A felicidade não é um acontecimento pontual. Ela tem uma longa cauda que se estende até o passado. Ela se alimenta de tudo o que foi vivido. A forma de sua aparição não é o brilho, mas o pós-brilho. Devemos a felicidade à salvação do passado. Essa salvação exige uma resiliência narrativa que prende o passado ao presente e permite que aquele continue atuando sobre este, até mesmo para ressurgir. Dessa forma, a felicidade ecoa a redenção. Quando tudo nos lança em um frenesi de atualidade, quando estamos no meio da tempestade de contingências, somos infelizes.

Evidentemente, não posso mudar a correlação de forças sociais que impuseram esse triste estado de coisas – ao menos não sozinho, e não nas poucas horas que tenho livres depois do trabalho.

Caso alguém tenha planos mirabolantes de revolução pacífica, pode me procurar por e-mail. Até que isso aconteça, porém, só me resta o esforço de transformar todas as experiências incríveis que tive recentemente em uma história coesa, a despeito dos estímulos para que eu faça o oposto. Não posso deixar que a vida se torne apenas um souvenir digital que surge na tela do celular quando o Google Fotos acha que não estou suficientemente engajado.

Como fazer isso? Já tentei até escrever diários, como disse lá no começo – mesmo inconscientemente, estava procurando uma voz ativa para narrar a própria vida, mas não deu certo. Resolvi rele-los e entendi o que faltou: eu só listei as coisas que aconteceram no dia, objetivamente, racionalmente, calculadamente. Faltou coragem para deixar vazar alguma emoção, fazer as costuras narrativas necessárias e contar minha própria história em vez de listar os fatos que aconteceram comigo. Como estou acostumado com a coleção de fatos, esse confronto com o passado em busca de uma narração não é fácil ou natural.

Da próxima vez, não vou escrever que passei as férias em Cambará do Sul.

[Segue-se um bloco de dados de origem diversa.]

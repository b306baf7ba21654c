// Copyright (C) 2026  Caprica Software Limited
//
// This program is free software: you can redistribute it and/or modify
// it under the terms of the GNU General Public License as published by
// the Free Software Foundation, either version 3 of the License, or
// (at your option) any later version.
//
// This program is distributed in the hope that it will be useful,
// but WITHOUT ANY WARRANTY; without even the implied warranty of
// MERCHANTABILITY or FITNESS FOR A PARTICULAR PURPOSE.  See the
// GNU General Public License for more details.
//
// You should have received a copy of the GNU General Public License
// along with this program.  If not, see <https://www.gnu.org/licenses/>.

//! Selection tokens.
//!
//! A selection is shared and persisted as a compact token: the track ids in
//! running order, comma-joined, then base64-encoded with the URL-safe
//! alphabet so the token can sit in a query parameter untouched. There is
//! no compression and no checksum; a token can be decoded by eye, which is
//! worth more here than saving a few bytes.
//!
//! Decoding is all-or-nothing. A token either reproduces the exact
//! id-to-order mapping it was encoded from or fails with a typed error;
//! partially valid tokens are never salvaged.

use std::collections::HashSet;

use base64::{Engine as _, engine::general_purpose::URL_SAFE_NO_PAD};
use thiserror::Error;

use crate::model::{SelectedTrack, Track};

#[derive(Debug, Error, PartialEq, Eq)]
pub enum DecodeError {
    #[error("token is not valid base64")]
    InvalidToken,
    #[error("token payload is empty")]
    EmptyPayload,
    #[error("token entry `{0}` is not a track id")]
    InvalidId(String),
    #[error("expected {expected} tracks, token holds {found}")]
    WrongCount { expected: usize, found: usize },
    #[error("token holds {found} tracks but only {pool_size} exist")]
    TooManyTracks { found: usize, pool_size: usize },
    #[error("track id {0} appears more than once")]
    DuplicateId(u32),
    #[error("track id {0} is not in the pool")]
    UnknownId(u32),
}

/// Encodes a selection as a URL-safe token.
///
/// The selection is sorted by running order first, so the caller's element
/// order is irrelevant. Deterministic: the same id-to-order mapping always
/// yields the same token.
pub fn encode(selection: &[SelectedTrack]) -> String {
    let mut sorted: Vec<&SelectedTrack> = selection.iter().collect();
    sorted.sort_by_key(|s| s.order);

    let ids = sorted
        .iter()
        .map(|s| s.track.id.to_string())
        .collect::<Vec<_>>()
        .join(",");

    URL_SAFE_NO_PAD.encode(ids)
}

/// Decodes a token back into an ordered selection against `pool`.
///
/// Running order is recovered from each id's position in the token, which
/// is why [`encode`] emits ids in order. When `expected` is given the token
/// must hold exactly that many tracks; otherwise any count from one up to
/// the pool size is accepted.
///
/// # Errors
///
/// One [`DecodeError`] variant per failure class: bad base64 or non-UTF-8
/// payload, empty payload, an entry that is not an id, a count that
/// violates the size rule, a repeated id, or an id the pool does not
/// contain.
pub fn decode(
    token: &str,
    pool: &[Track],
    expected: Option<usize>,
) -> Result<Vec<SelectedTrack>, DecodeError> {
    let bytes = URL_SAFE_NO_PAD
        .decode(token)
        .map_err(|_| DecodeError::InvalidToken)?;
    let payload = String::from_utf8(bytes).map_err(|_| DecodeError::InvalidToken)?;

    if payload.is_empty() {
        return Err(DecodeError::EmptyPayload);
    }

    let ids = payload
        .split(',')
        .map(|entry| {
            entry
                .parse::<u32>()
                .map_err(|_| DecodeError::InvalidId(entry.to_string()))
        })
        .collect::<Result<Vec<u32>, DecodeError>>()?;

    if let Some(expected) = expected {
        if ids.len() != expected {
            return Err(DecodeError::WrongCount {
                expected,
                found: ids.len(),
            });
        }
    }
    if ids.len() > pool.len() {
        return Err(DecodeError::TooManyTracks {
            found: ids.len(),
            pool_size: pool.len(),
        });
    }

    let mut seen = HashSet::new();
    for &id in &ids {
        if !seen.insert(id) {
            return Err(DecodeError::DuplicateId(id));
        }
    }

    ids.into_iter()
        .enumerate()
        .map(|(position, id)| {
            let track = pool
                .iter()
                .find(|t| t.id == id)
                .ok_or(DecodeError::UnknownId(id))?;
            Ok(SelectedTrack {
                track: track.clone(),
                order: position as u32 + 1,
            })
        })
        .collect()
}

Vou escrever que viajei para ver cânions magníficos com meu melhor amigo de infância porque estou cansado de um mundo cada vez mais artificial e sintético e porque a natureza e sua realidade inquestionável me confortam. É só o começo de uma história, mas já é bem mais interessante, né?

O cânion Itaimbezinho, em Cambará do Sul/RS. Foto minha, de janeiro deste ano.

O que tenho feito?

📖 Obviamente, terminei de ler a A crise da narração, de Byung Chul-Han, objeto desse post, em edição da Vozes. Agora estou lendo Frankenstein, da Mary Shelley, em uma edição britânica que estava em oferta nas Livrarias Curitiba. Também li alguns textos interessantes em blogs e afins, como este, sobre a dificuldade de entender por que a inteligência artificial generativa funciona tão bem em algumas tarefas e tão mal em outras.

🎧 Não ouvi muita música, mas escutei alguns bons podcasts. Destaque para este aqui, da Vox, com um filósofo que estuda jogos e que acha que a gamificação é uma grande porcaria.

🎮 Tive uma recaída e voltei a jogar FIFA depois de anos – ou melhor, EAFC, como a franquia se chama agora. Entretanto, usei um mod com times brasileiros e levei o Inter até a semifinal da Copa do Brasil. Depois percebi que tinha jogado por quase nove horas consecutivas e parei. Não tenho mais idade pra isso.